A breakdown of the recent figures from the Federation Account Allocation Committee (FAAC) shows the ECA stood at $324.96 million as at the end of FAAC meeting on January 16, however, by February 19 the total amount in the ECA was put at $71.8 million. Indicating that $253.1 million has been depleted.
The Federal Government continues to struggle as weak revenue generation amid global uncertainty weighs on capital importation, especially with the ongoing coronavirus outbreak.
Brent crude oil, against which Nigerian crude oil is priced, declined from over $77 a barrel last year to $59 per barrel this month as the world’s largest importer of the commodity, China, battles a new type of coronavirus.
In an effort to sustain governance amid falling revenue, the government has started exhausting ECA account as oil revenue remains the powerhouse of the Nigerian economy despite billions spent on diversification program.

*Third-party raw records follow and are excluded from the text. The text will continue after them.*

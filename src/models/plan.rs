use crate::error::AppError;
use serde::Serialize;
use std::fmt;
use std::str::FromStr;

/// Where the workouts take place; selects the exercise table.
#[derive(Debug, Clone, Copy, PartialEq, Eq, Hash, Serialize)]
#[serde(rename_all = "camelCase")]
pub enum Location {
    Gym,
    /// Home with some equipment (bands, chair, door frame).
    HomeMix,
    /// Bodyweight only.
    Home,
}

#[derive(Debug, Clone, Copy, PartialEq, Eq, Hash, Serialize)]
#[serde(rename_all = "lowercase")]
pub enum Goal {
    Strength,
    Hypertrophy,
    Endurance,
}

#[derive(Debug, Clone, Copy, PartialEq, Eq, Hash, Serialize)]
#[serde(rename_all = "lowercase")]
pub enum Level {
    Beginner,
    Intermediate,
    Advanced,
}

#[derive(Debug, Clone, Copy, PartialEq, Eq, Hash, Serialize)]
#[serde(rename_all = "lowercase")]
pub enum DayType {
    Push,
    Pull,
    Legs,
}

impl DayType {
    /// Rotation order; day `n` (0-based) trains `CYCLE[n % 3]`.
    pub const CYCLE: [Self; 3] = [Self::Push, Self::Pull, Self::Legs];

    pub fn as_str(self) -> &'static str {
        match self {
            Self::Push => "push",
            Self::Pull => "pull",
            Self::Legs => "legs",
        }
    }
}

impl fmt::Display for DayType {
    fn fmt(&self, f: &mut fmt::Formatter<'_>) -> fmt::Result {
        f.write_str(self.as_str())
    }
}

#[derive(Debug, Clone, PartialEq, Eq, Serialize)]
pub struct Exercise {
    pub name: &'static str,
    pub sets: u32,
    pub reps: &'static str,
}

/// One day of a generated plan. `day` is 1-based.
#[derive(Debug, Clone, PartialEq, Eq, Serialize)]
pub struct DayPlan {
    pub day: u32,
    pub day_type: DayType,
    pub exercises: Vec<Exercise>,
}

/// Goal categories used by the routine recommender.
#[derive(Debug, Clone, Copy, PartialEq, Eq, Hash, Serialize)]
pub enum RoutineGoal {
    WeightLoss,
    MuscleGain,
    Endurance,
    Flexibility,
}

impl RoutineGoal {
    pub const ALL: [Self; 4] = [
        Self::WeightLoss,
        Self::MuscleGain,
        Self::Endurance,
        Self::Flexibility,
    ];

    pub fn title(self) -> &'static str {
        match self {
            Self::WeightLoss => "Weight Loss",
            Self::MuscleGain => "Muscle Gain",
            Self::Endurance => "Endurance",
            Self::Flexibility => "Flexibility",
        }
    }
}

#[derive(Debug, Clone, PartialEq, Eq, Serialize)]
pub struct RoutineCard {
    pub goal: RoutineGoal,
    pub exercises: Vec<&'static str>,
}

fn normalized(s: &str) -> String {
    s.trim()
        .chars()
        .filter(|c| !matches!(c, '-' | '_' | ' '))
        .collect::<String>()
        .to_lowercase()
}

impl FromStr for Location {
    type Err = AppError;

    fn from_str(s: &str) -> Result<Self, Self::Err> {
        match normalized(s).as_str() {
            "gym" => Ok(Self::Gym),
            "homemix" => Ok(Self::HomeMix),
            "home" => Ok(Self::Home),
            other => Err(AppError::invalid(
                "location",
                format!("expected gym, home-mix or home, got '{other}'"),
            )),
        }
    }
}

impl FromStr for Goal {
    type Err = AppError;

    fn from_str(s: &str) -> Result<Self, Self::Err> {
        match normalized(s).as_str() {
            "strength" => Ok(Self::Strength),
            "hypertrophy" => Ok(Self::Hypertrophy),
            "endurance" => Ok(Self::Endurance),
            other => Err(AppError::invalid(
                "goal",
                format!("expected strength, hypertrophy or endurance, got '{other}'"),
            )),
        }
    }
}

impl FromStr for Level {
    type Err = AppError;

    fn from_str(s: &str) -> Result<Self, Self::Err> {
        match normalized(s).as_str() {
            "beginner" => Ok(Self::Beginner),
            "intermediate" => Ok(Self::Intermediate),
            "advanced" => Ok(Self::Advanced),
            other => Err(AppError::invalid(
                "level",
                format!("expected beginner, intermediate or advanced, got '{other}'"),
            )),
        }
    }
}
pub mod migrations;
pub mod schema;

use rusqlite::{Connection, Result};
use std::path::Path;

pub struct Database {
    conn: Connection,
}

impl Database {
    pub fn open(path: &Path) -> Result<Self> {
        let conn = Connection::open(path)?;
        Ok(Self { conn })
    }

    pub fn open_in_memory() -> Result<Self> {
        let conn = Connection::open_in_memory()?;
        Ok(Self { conn })
    }

    pub fn connection(&self) -> &Connection {
        &self.conn
    }
}

#[cfg(test)]
mod tests {
    use super::*;
    use tempfile::tempdir;

    #[test]
    fn test_database_opens() {
        let dir = tempdir().unwrap();
        let db_path = dir.path().join("test.db");
        let _db = Database::open(&db_path).unwrap();
        assert!(db_path.exists());
    }

    #[test]
    fn test_migrations_run() {
        let dir = tempdir().unwrap();
        let db_path = dir.path().join("test.db");
        let db = Database::open(&db_path).unwrap();
        migrations::run(db.connection()).unwrap();

        let count: i32 = db
            .connection()
            .query_row(
                "SELECT COUNT(*) FROM sqlite_master WHERE type='table' AND name='kv'",
                [],
                |row| row.get(0),
            )
            .unwrap();
        assert_eq!(count, 1);
    }

    #[test]
    fn test_migrations_are_idempotent() {
        let db = Database::open_in_memory().unwrap();

        migrations::run(db.connection()).unwrap();
        db.connection()
            .execute("INSERT INTO kv (key, value) VALUES ('streak', '{}')", [])
            .unwrap();
        migrations::run(db.connection()).unwrap();

        let count: i32 = db
            .connection()
            .query_row("SELECT COUNT(*) FROM kv", [], |row| row.get(0))
            .unwrap();
        assert_eq!(count, 1, "Running migrations twice should keep existing rows");
    }
}
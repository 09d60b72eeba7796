//! Shared test utilities for Synergy.
//!
//! This module provides common setup functions used across test modules.

#![cfg(test)]

use crate::platform::{FixedClock, Host, RecordingNotifier};
use crate::store::{KeyValueStore, MemoryStore, SqliteStore};
use chrono::{NaiveDate, NaiveDateTime};
use std::sync::Arc;
use tempfile::{tempdir, TempDir};

/// Create a temporary on-disk store with migrations applied.
///
/// Returns a tuple of (SqliteStore, TempDir). The TempDir must be kept alive
/// for the duration of the test to prevent the database file from being deleted.
pub fn setup_test_store() -> (SqliteStore, TempDir) {
    let dir = tempdir().expect("Failed to create temp directory for test DB");
    let db_path = dir.path().join("test.db");
    let store = SqliteStore::open(&db_path).expect("Failed to open test store");
    (store, dir)
}

pub fn memory_store() -> Arc<dyn KeyValueStore> {
    Arc::new(MemoryStore::new())
}

pub fn datetime(y: i32, m: u32, d: u32, h: u32, min: u32) -> NaiveDateTime {
    NaiveDate::from_ymd_opt(y, m, d)
        .and_then(|date| date.and_hms_opt(h, min, 0))
        .expect("valid test datetime")
}

/// Host with a fixed clock, a recording notifier and no-op feedback.
pub fn test_host(now: NaiveDateTime) -> (Host, Arc<FixedClock>, Arc<RecordingNotifier>) {
    let clock = Arc::new(FixedClock::new(now));
    let notifier = Arc::new(RecordingNotifier::granted());
    let host = Host::quiet(
        Arc::<FixedClock>::clone(&clock),
        Arc::<RecordingNotifier>::clone(&notifier),
    );
    (host, clock, notifier)
}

The Central Bank of Nigeria led Monetary Policy Committee (MPC) had warned that depletion of the ECA will leave the economy without fiscal buffers to cushion volatility during emergence.
In the last MPC meeting in January, Godwin Emefiele, Governor, CBN, said: “The MPC cautioned that public debt was rising faster than both domestic and external revenue, noting the need to tread cautiously in interpreting the debt to GDP ratio.
“The committee also noted the rising burden of debt services and urged the fiscal authorities to strongly consider building buffers by not sharing all the proceeds from the Federation Account at the monthly FAAC meetings to avert a macroeconomic downturn, in the event of an oil price shock.
“It urged government to gradually reduce reliance on oil receipts and focus on revenue diversification through reforms of the tax system.
“The committee also called on government to rationalise fiscal expenditure towards reducing the current excessively high cost of governance.”
However, with falling revenue, low capital importation and weak oil production, the Federal Government was forced to access the ECA as usual in order to sustain operations.
The International Monetary Fund (IMF) lowered Nigeria’s growth projection from 2.5 percent previously predicted to 2 percent, saying weak wage growth, slow recovery process and falling oil prices are some of the factors expected to hurt the nation in 2020.
The inflation rate rose to a 21-month high in January as border closure and lack of policy clarity bites. The MPC warned that the Open Market Operations policy of the apex bank could push consumer prices above the 12 percent if not checked, therefore, Cash Reserve Ratio was increased to curtail inflation.
Still, inflation rose from 11.98 percent in December to 12.13 percent in January, the highest in almost two years.